What the findings also show is that FOXP2 is potentially responsible for helping humans by influencing a key component used in learning languages. This component is the transformation of experiences (such as hearing the word ‘glass’ when being shown a glass of water) into a nearly automatic association of the word, with objects looking and functioning like glasses. According to Ann Graybiel, an MIT Institute Professor, member of MIT McGovern Institute for Brain Research and senior author of the study,
This really is an important brick in the wall saying that the form of the gene that allowed us to speak may have something to do with a special kind of learning, which takes us from having to make conscious associations in order to act to a nearly automatic-pilot way of acting based on the cues around us,’ the researcher declared.
It is known that all animal species communicate with each other, but only humans have the singular ability of generating and comprehending a proper language. FOXP2 is one of the numerous genes which scientists think might have contributed to the development of human linguistic skills. The FOXP2 gene was first identified in a group of family members (known as the KE family) who experienced severe difficulties in both speaking and understanding speech – they were found to carry a mutated version of this gene.

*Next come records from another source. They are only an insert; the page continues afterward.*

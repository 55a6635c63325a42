//! Per-zone activity reporting.
//!
//! Answers "who pinged inside this forbidden zone": every ping of every
//! vessel whose point the zone contains, under the active date filter,
//! grouped by company. Unlike the suspicion aggregation, vessels without
//! a resolvable company are included here, grouped under `"Unknown"`.

use chrono::{DateTime, Utc};
use serde::{Deserialize, Serialize};
use std::collections::HashMap;

use crate::core::domain::MovementDataset;
use crate::core::filter::FilterContext;
use crate::error::{EngineError, EngineResult};
use crate::geometry::ZoneIndex;

const UNKNOWN: &str = "Unknown";

/// One ping logged inside the zone.
#[derive(Debug, Clone, PartialEq, Serialize, Deserialize)]
pub struct ZonePing {
    pub time: DateTime<Utc>,
    pub company: String,
    pub vessel: String,
}

/// A company's footprint inside the zone.
#[derive(Debug, Clone, PartialEq, Serialize, Deserialize)]
pub struct ZoneCompanyActivity {
    pub company: String,
    pub ping_count: u64,
    /// Distinct vessel names in first-seen order.
    pub vessels: Vec<String>,
}

/// Activity summary for one forbidden zone.
#[derive(Debug, Clone, PartialEq, Serialize, Deserialize)]
pub struct ZoneActivityReport {
    pub zone: String,
    /// All pings in the zone, sorted by time.
    pub pings: Vec<ZonePing>,
    /// Per-company counts, descending; ties keep first-seen order.
    pub companies: Vec<ZoneCompanyActivity>,
}

/// Builds the activity report for a named forbidden zone.
///
/// Only the date-range part of the filter applies: the report always
/// spans all companies. Unknown zone names are an error.
pub fn zone_report(
    dataset: &MovementDataset,
    zones: &ZoneIndex,
    filter: &FilterContext,
    zone_name: &str,
) -> EngineResult<ZoneActivityReport> {
    if !zones.has_zone(zone_name) {
        return Err(EngineError::UnknownZone(zone_name.to_string()));
    }

    let mut pings = Vec::new();
    for ping in dataset.pings.iter().filter(|p| filter.includes_time(p.time)) {
        let Some(point) = dataset.resolve_location(&ping.location_id) else {
            continue;
        };
        if zones.contains_in(zone_name, point) != Some(true) {
            continue;
        }

        let vessel = dataset.vessel_by_id(&ping.vessel_id);
        pings.push(ZonePing {
            time: ping.time,
            company: vessel
                .and_then(|v| v.company.clone())
                .unwrap_or_else(|| UNKNOWN.to_string()),
            vessel: vessel
                .map(|v| v.name.clone())
                .unwrap_or_else(|| UNKNOWN.to_string()),
        });
    }

    pings.sort_by_key(|p| p.time);

    let mut companies: Vec<ZoneCompanyActivity> = Vec::new();
    let mut index: HashMap<String, usize> = HashMap::new();
    for ping in &pings {
        let i = match index.get(&ping.company) {
            Some(&i) => i,
            None => {
                index.insert(ping.company.clone(), companies.len());
                companies.push(ZoneCompanyActivity {
                    company: ping.company.clone(),
                    ping_count: 0,
                    vessels: Vec::new(),
                });
                companies.len() - 1
            }
        };
        companies[i].ping_count += 1;
        if !companies[i].vessels.iter().any(|v| v == &ping.vessel) {
            companies[i].vessels.push(ping.vessel.clone());
        }
    }
    companies.sort_by(|a, b| b.ping_count.cmp(&a.ping_count));

    Ok(ZoneActivityReport {
        zone: zone_name.to_string(),
        pings,
        companies,
    })
}

#[cfg(test)]
mod tests {
    use super::*;
    use crate::config::EngineConfig;
    use crate::core::domain::{
        GeoPoint, IngestStats, LocationNode, PingEvent, Vessel, Zone,
    };
    use crate::core::filter::DateRange;
    use chrono::{NaiveDate, NaiveDateTime};
    use geo_types::{LineString, Polygon};
    use std::collections::HashMap;

    fn fixture() -> (MovementDataset, ZoneIndex) {
        let preserve = Polygon::new(
            LineString::from(vec![(0.0, 0.0), (2.0, 0.0), (2.0, 2.0), (0.0, 2.0), (0.0, 0.0)]),
            vec![],
        );
        let mut points = HashMap::new();
        points.insert("Inside".to_string(), GeoPoint::new(1.0, 1.0));
        points.insert("Outside".to_string(), GeoPoint::new(9.0, 9.0));

        let ping = |vessel: &str, location: &str, time: &str| PingEvent {
            location_id: location.to_string(),
            vessel_id: vessel.to_string(),
            time: NaiveDateTime::parse_from_str(time, "%Y-%m-%dT%H:%M:%S")
                .unwrap()
                .and_utc(),
        };

        let dataset = MovementDataset::assemble(
            vec![
                Vessel {
                    id: "v-1".to_string(),
                    name: "Roach".to_string(),
                    company: Some("Alpha Corp".to_string()),
                },
                Vessel {
                    id: "v-2".to_string(),
                    name: "Dace".to_string(),
                    company: Some("Alpha Corp".to_string()),
                },
                Vessel {
                    id: "v-3".to_string(),
                    name: "Chub".to_string(),
                    company: None,
                },
            ],
            vec![
                ping("v-1", "in", "2035-02-02T00:00:00"),
                ping("v-2", "in", "2035-02-01T00:00:00"),
                ping("v-2", "out", "2035-02-01T06:00:00"),
                ping("v-3", "in", "2035-02-03T00:00:00"),
                ping("v-9", "in", "2035-02-04T00:00:00"),
            ],
            vec![],
            vec![Zone {
                name: "Ghoti Preserve".to_string(),
                kind: Some("Ecological Preserve".to_string()),
                geometry: preserve.into(),
            }],
            vec![
                LocationNode { id: "in".to_string(), name: "Inside".to_string() },
                LocationNode { id: "out".to_string(), name: "Outside".to_string() },
            ],
            points,
            IngestStats::default(),
        );
        let zones = ZoneIndex::build(&dataset.zones, &EngineConfig::default());
        (dataset, zones)
    }

    #[test]
    fn report_collects_and_groups_zone_pings() {
        let (dataset, zones) = fixture();
        let report =
            zone_report(&dataset, &zones, &FilterContext::unscoped(), "Ghoti Preserve").unwrap();

        assert_eq!(report.pings.len(), 4);
        // Sorted by time.
        assert!(report.pings.windows(2).all(|w| w[0].time <= w[1].time));

        // Alpha Corp has 2 pings from 2 vessels; the no-company vessel and
        // the dangling vessel reference group under Unknown.
        assert_eq!(report.companies[0].company, "Alpha Corp");
        assert_eq!(report.companies[0].ping_count, 2);
        assert_eq!(report.companies[0].vessels, vec!["Dace", "Roach"]);
        assert_eq!(report.companies[1].company, "Unknown");
        assert_eq!(report.companies[1].ping_count, 2);
    }

    #[test]
    fn date_filter_applies_to_the_report() {
        let (dataset, zones) = fixture();
        let filter = FilterContext::unscoped().with_date_range(DateRange::from_dates(
            NaiveDate::from_ymd_opt(2035, 2, 1).unwrap(),
            NaiveDate::from_ymd_opt(2035, 2, 2).unwrap(),
        ));

        let report = zone_report(&dataset, &zones, &filter, "Ghoti Preserve").unwrap();
        assert_eq!(report.pings.len(), 2);
    }

    #[test]
    fn unknown_zone_is_an_error() {
        let (dataset, zones) = fixture();
        let result = zone_report(&dataset, &zones, &FilterContext::unscoped(), "Nemo Reef");
        assert!(matches!(result, Err(EngineError::UnknownZone(_))));
    }
}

It was in 2009 when Svante Pääbo, director of the Max Planck Institute for Evolutionary Anthropology, engineered mice to express the human form of FOXP2, along with his team of researchers. The FOXP2 gene encodes a protein which is different from the mouse version by only two amino acids. The team found that the mice’s slender extensions in the striatum which neurons use to communicate with each other, called dendrites, were actually longer. (The striatum is a part of the brain which is responsible for habit formation). The mice were found to be better than humans at forming new synapses as well.
FOXP2 produces a protein that functions like a transcription factor, which means that it has the possibility to turn other genes on and off. The present study found that this gene appears to turn on genes involved in the regulation of synaptic connections in between neurons. Another finding of the research is that the dopamine activity in a part of the striatum involved in forming procedures is enhanced by the gene. Consequently, the neurons of stiatal regions could be turned off for longer periods in response to prolonged activation, known as long-term depression, which is allocated to learning new tasks and memory formation.
Svante Pääbo is an author of the new PNAS paper as well, while Enard and Graybiel are responsible for the striatum part of the study and the analysis of behavioral effects of replacing FOXP2. As mentioned earlier, the mice with humanized FOXP2 were better at learning to run a T-shaped maze, where mice have to make the decision to turn left or right at a T-shaped junction, based on the texture of the maze floor, in order to earn a food reward.
Collectively, the changes help with tuning the brain distinctly in order to adapt it to speech and language acquisition, according to the researchers. What they are investigating now is whether FOXP2 can interact with other genes to produce its effects on learning and language in other areas. According to Genevieve Konopka, assistand professor of neuroscience at the University of Texas.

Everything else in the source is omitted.